Problem to solve: Every entry below, first to last, should be restated word for word.
Start of Extracted material
use std::fmt;

use serde::{Deserialize, Serialize};

/// Discriminant of a [`LogicalQuery`].
///
/// Adapters declare the kinds they can serve; the orchestrator uses the kind
/// to pick the candidate adapters for a query.
#[derive(Clone, Copy, Debug, Eq, PartialEq, Hash, Serialize, Deserialize)]
#[serde(rename_all = "snake_case")]
pub enum QueryKind {
    MarketSize,
    EconomicSeries,
    IndustryEmployment,
    CompanyFinancials,
    CountryIndicator,
}

impl QueryKind {
    pub const ALL: [QueryKind; 5] = [
        QueryKind::MarketSize,
        QueryKind::EconomicSeries,
        QueryKind::IndustryEmployment,
        QueryKind::CompanyFinancials,
        QueryKind::CountryIndicator,
    ];

    pub fn as_str(&self) -> &'static str {
        match self {
            Self::MarketSize => "market_size",
            Self::EconomicSeries => "economic_series",
            Self::IndustryEmployment => "industry_employment",
            Self::CompanyFinancials => "company_financials",
            Self::CountryIndicator => "country_indicator",
        }
    }
}

impl fmt::Display for QueryKind {
    fn fmt(&self, f: &mut fmt::Formatter<'_>) -> fmt::Result {
        f.write_str(self.as_str())
    }
}

/// A provider-independent question, e.g. "market size for software in the US".
#[derive(Clone, Debug, Eq, PartialEq, Hash, Serialize, Deserialize)]
#[serde(tag = "kind", rename_all = "snake_case")]
pub enum LogicalQuery {
    /// Size of an industry in a region. `industry` is a NAICS code or a
    /// common industry name, `region` a US state FIPS code, `"us"`, or an
    /// ISO country code.
    MarketSize { industry: String, region: String },

    /// Latest observation of a central-bank / macro series (e.g. "GDP").
    EconomicSeries { series_id: String },

    /// Latest value of a labor statistics series (e.g. "CES5000000001").
    IndustryEmployment { series_id: String },

    /// Company fundamentals; the value is the market capitalization.
    CompanyFinancials { symbol: String },

    /// International development indicator for a country.
    CountryIndicator { country: String, indicator: String },
}

impl LogicalQuery {
    pub fn market_size(industry: impl Into<String>, region: impl Into<String>) -> Self {
        Self::MarketSize {
            industry: industry.into(),
            region: region.into(),
        }
    }

    pub fn economic_series(series_id: impl Into<String>) -> Self {
        Self::EconomicSeries {
            series_id: series_id.into(),
        }
    }

    pub fn industry_employment(series_id: impl Into<String>) -> Self {
        Self::IndustryEmployment {
            series_id: series_id.into(),
        }
    }

    pub fn company_financials(symbol: impl Into<String>) -> Self {
        Self::CompanyFinancials {
            symbol: symbol.into(),
        }
    }

    pub fn country_indicator(country: impl Into<String>, indicator: impl Into<String>) -> Self {
        Self::CountryIndicator {
            country: country.into(),
            indicator: indicator.into(),
        }
    }

    pub fn kind(&self) -> QueryKind {
        match self {
            Self::MarketSize { .. } => QueryKind::MarketSize,
            Self::EconomicSeries { .. } => QueryKind::EconomicSeries,
            Self::IndustryEmployment { .. } => QueryKind::IndustryEmployment,
            Self::CompanyFinancials { .. } => QueryKind::CompanyFinancials,
            Self::CountryIndicator { .. } => QueryKind::CountryIndicator,
        }
    }

    /// Query parameters in a fixed order, trimmed and lower-cased.
    pub fn params(&self) -> Vec<(&'static str, String)> {
        let norm = |s: &str| s.trim().to_lowercase();
        match self {
            Self::MarketSize { industry, region } => {
                vec![("industry", norm(industry)), ("region", norm(region))]
            }
            Self::EconomicSeries { series_id } | Self::IndustryEmployment { series_id } => {
                vec![("series_id", norm(series_id))]
            }
            Self::CompanyFinancials { symbol } => vec![("symbol", norm(symbol))],
            Self::CountryIndicator { country, indicator } => {
                vec![("country", norm(country)), ("indicator", norm(indicator))]
            }
        }
    }

    /// Cache key for this query as answered by `provider`.
    ///
    /// Format: `<provider>:<kind>:<md5 of canonical params>`. The provider
    /// prefix lets callers drop everything one adapter cached with a single
    /// prefix invalidation.
    pub fn cache_key(&self, provider: &str) -> String {
        let canonical = self
            .params()
            .iter()
            .map(|(k, v)| format!("{}={}", k, v))
            .collect::<Vec<_>>()
            .join("&");
        format!(
            "{}:{}:{:x}",
            provider.to_lowercase(),
            self.kind(),
            md5::compute(canonical.as_bytes())
        )
    }
}

impl fmt::Display for LogicalQuery {
    fn fmt(&self, f: &mut fmt::Formatter<'_>) -> fmt::Result {
        let params = self
            .params()
            .iter()
            .map(|(k, v)| format!("{}={}", k, v))
            .collect::<Vec<_>>()
            .join(", ");
        write!(f, "{}({})", self.kind(), params)
    }
}
#[contractevent]
pub struct TradeCanceled {
    #[topic]
    pub index: u64,
}

#[contractevent]
pub struct NewWinner {
    #[topic]
    pub winner: Address,
    pub stickers: Vec<u64>,
    pub prize: i128,
    pub winners_remaining: u32,
}

#[contractevent]
pub struct OwnerWithdrawal {
    #[topic]
    pub to: Address,
    pub amount: i128,
}

// ---------------------------------------------------------------------------
// Contract
// ---------------------------------------------------------------------------

#[contract]
pub struct StickerCup;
End of Extracted material
Exercise response:
use std::fmt;

use serde::{Deserialize, Serialize};

/// Discriminant of a [`LogicalQuery`].
///
/// Adapters declare the kinds they can serve; the orchestrator uses the kind
/// to pick the candidate adapters for a query.
#[derive(Clone, Copy, Debug, Eq, PartialEq, Hash, Serialize, Deserialize)]
#[serde(rename_all = "snake_case")]
pub enum QueryKind {
    MarketSize,
    EconomicSeries,
    IndustryEmployment,
    CompanyFinancials,
    CountryIndicator,
}

impl QueryKind {
    pub const ALL: [QueryKind; 5] = [
        QueryKind::MarketSize,
        QueryKind::EconomicSeries,
        QueryKind::IndustryEmployment,
        QueryKind::CompanyFinancials,
        QueryKind::CountryIndicator,
    ];

    pub fn as_str(&self) -> &'static str {
        match self {
            Self::MarketSize => "market_size",
            Self::EconomicSeries => "economic_series",
            Self::IndustryEmployment => "industry_employment",
            Self::CompanyFinancials => "company_financials",
            Self::CountryIndicator => "country_indicator",
        }
    }
}

impl fmt::Display for QueryKind {
    fn fmt(&self, f: &mut fmt::Formatter<'_>) -> fmt::Result {
        f.write_str(self.as_str())
    }
}

/// A provider-independent question, e.g. "market size for software in the US".
#[derive(Clone, Debug, Eq, PartialEq, Hash, Serialize, Deserialize)]
#[serde(tag = "kind", rename_all = "snake_case")]
pub enum LogicalQuery {
    /// Size of an industry in a region. `industry` is a NAICS code or a
    /// common industry name, `region` a US state FIPS code, `"us"`, or an
    /// ISO country code.
    MarketSize { industry: String, region: String },

    /// Latest observation of a central-bank / macro series (e.g. "GDP").
    EconomicSeries { series_id: String },

    /// Latest value of a labor statistics series (e.g. "CES5000000001").
    IndustryEmployment { series_id: String },

    /// Company fundamentals; the value is the market capitalization.
    CompanyFinancials { symbol: String },

    /// International development indicator for a country.
    CountryIndicator { country: String, indicator: String },
}

impl LogicalQuery {
    pub fn market_size(industry: impl Into<String>, region: impl Into<String>) -> Self {
        Self::MarketSize {
            industry: industry.into(),
            region: region.into(),
        }
    }

    pub fn economic_series(series_id: impl Into<String>) -> Self {
        Self::EconomicSeries {
            series_id: series_id.into(),
        }
    }

    pub fn industry_employment(series_id: impl Into<String>) -> Self {
        Self::IndustryEmployment {
            series_id: series_id.into(),
        }
    }

    pub fn company_financials(symbol: impl Into<String>) -> Self {
        Self::CompanyFinancials {
            symbol: symbol.into(),
        }
    }

    pub fn country_indicator(country: impl Into<String>, indicator: impl Into<String>) -> Self {
        Self::CountryIndicator {
            country: country.into(),
            indicator: indicator.into(),
        }
    }

    pub fn kind(&self) -> QueryKind {
        match self {
            Self::MarketSize { .. } => QueryKind::MarketSize,
            Self::EconomicSeries { .. } => QueryKind::EconomicSeries,
            Self::IndustryEmployment { .. } => QueryKind::IndustryEmployment,
            Self::CompanyFinancials { .. } => QueryKind::CompanyFinancials,
            Self::CountryIndicator { .. } => QueryKind::CountryIndicator,
        }
    }

    /// Query parameters in a fixed order, trimmed and lower-cased.
    pub fn params(&self) -> Vec<(&'static str, String)> {
        let norm = |s: &str| s.trim().to_lowercase();
        match self {
            Self::MarketSize { industry, region } => {
                vec![("industry", norm(industry)), ("region", norm(region))]
            }
            Self::EconomicSeries { series_id } | Self::IndustryEmployment { series_id } => {
                vec![("series_id", norm(series_id))]
            }
            Self::CompanyFinancials { symbol } => vec![("symbol", norm(symbol))],
            Self::CountryIndicator { country, indicator } => {
                vec![("country", norm(country)), ("indicator", norm(indicator))]
            }
        }
    }

    /// Cache key for this query as answered by `provider`.
    ///
    /// Format: `<provider>:<kind>:<md5 of canonical params>`. The provider
    /// prefix lets callers drop everything one adapter cached with a single
    /// prefix invalidation.
    pub fn cache_key(&self, provider: &str) -> String {
        let canonical = self
            .params()
            .iter()
            .map(|(k, v)| format!("{}={}", k, v))
            .collect::<Vec<_>>()
            .join("&");
        format!(
            "{}:{}:{:x}",
            provider.to_lowercase(),
            self.kind(),
            md5::compute(canonical.as_bytes())
        )
    }
}

impl fmt::Display for LogicalQuery {
    fn fmt(&self, f: &mut fmt::Formatter<'_>) -> fmt::Result {
        let params = self
            .params()
            .iter()
            .map(|(k, v)| format!("{}={}", k, v))
            .collect::<Vec<_>>()
            .join(", ");
        write!(f, "{}({})", self.kind(), params)
    }
}
#[contractevent]
pub struct TradeCanceled {
    #[topic]
    pub index: u64,
}

#[contractevent]
pub struct NewWinner {
    #[topic]
    pub winner: Address,
    pub stickers: Vec<u64>,
    pub prize: i128,
    pub winners_remaining: u32,
}

#[contractevent]
pub struct OwnerWithdrawal {
    #[topic]
    pub to: Address,
    pub amount: i128,
}

// ---------------------------------------------------------------------------
// Contract
// ---------------------------------------------------------------------------

#[contract]
pub struct StickerCup;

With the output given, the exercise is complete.